Re: More Permanent Faults? - Unicode 5.0 Casefolding

From: Richard Wordingham (richard.wordingham@ntlworld.com)
Date: Fri Jun 09 2006 - 18:10:25 CDT

Next message: Michael Everson: "Re: More Permanent Faults? - Unicode 5.0 Casefolding"

Previous message: Mark Davis: "Re: More Permanent Faults? - Unicode 5.0 Casefolding"
In reply to: Mark Davis: "Re: More Permanent Faults? - Unicode 5.0 Casefolding"
Next in thread: Michael Everson: "Re: More Permanent Faults? - Unicode 5.0 Casefolding"
Reply: Michael Everson: "Re: More Permanent Faults? - Unicode 5.0 Casefolding"
Reply: Mark Davis: "Re: More Permanent Faults? - Unicode 5.0 Casefolding"
Messages sorted by: [ date ] [ thread ] [ subject ] [ author ] [ attachment ]
Mail actions: [ respond to this message ] [ mail a new topic ]

Mark Davis wrote on Friday, June 09, 2006 at 9:10 PM

> 1. The specification of the process by which the case folding mappings are
> composed has already been fixed in Unicode 5.0, to note that the dotless i
> is [and always has been] an exception.

That removes the obvious bug status.

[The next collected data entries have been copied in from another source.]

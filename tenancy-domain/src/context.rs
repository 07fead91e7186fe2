//! 租户执行上下文
//!
//! 一次事件处理期间生效的 (租户 ID, schema 名) 绑定，以参数形式显式向下传递，
//! 不使用线程局部或全局状态；并发处理不同租户时互不可见。
//!
use crate::schema::SchemaName;
use crate::tenant_event::TenantEvent;

/// 系统租户 ID：处理生命周期事件时使用（事件自身的 schema 可能尚未创建）
pub const SYSTEM_TENANT_ID: &str = "system";
/// 系统租户绑定的 schema
pub const SYSTEM_SCHEMA: &str = "public";

/// 租户执行上下文（不可变）
#[derive(Debug, Clone, PartialEq, Eq)]
pub struct TenantContext {
    tenant_id: String,
    schema_name: SchemaName,
}

impl TenantContext {
    pub fn new(tenant_id: impl Into<String>, schema_name: SchemaName) -> Self {
        Self {
            tenant_id: tenant_id.into(),
            schema_name,
        }
    }

    /// 系统租户上下文
    pub fn system() -> Self {
        Self {
            tenant_id: SYSTEM_TENANT_ID.to_string(),
            schema_name: SchemaName::new_unchecked(SYSTEM_SCHEMA),
        }
    }

    /// 事件所属租户的上下文（仅在 schema 已存在后使用）
    pub fn for_event(event: &TenantEvent) -> Self {
        Self::new(event.tenant_id(), event.schema_name().clone())
    }

    pub fn tenant_id(&self) -> &str {
        &self.tenant_id
    }

    pub fn schema_name(&self) -> &SchemaName {
        &self.schema_name
    }

    pub fn is_system(&self) -> bool {
        self.tenant_id == SYSTEM_TENANT_ID
    }
}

Is there any way I could have known
what the 5.0 text is?

Of course, it seems perverse that the casefolding of the uppercasing of a
casefolding should not be canonically equivalent to the original
casefolding.

I had struggled to work out exactly what a casefolding was. As uppercasing,
titlecasing and lowercasing may be regarded as relationships on strings, I
came to the conclusion that a casefolding was an idempotent function on
strings that generated the equivalence class that is the equivalence class
generated by the three casing functions.

Under this interpretation, the default full casefolding is a casefolding
derived from the default full lowercasing and the modification of the
default full uppercasing in which U+0131 is not uppercased to U+0049.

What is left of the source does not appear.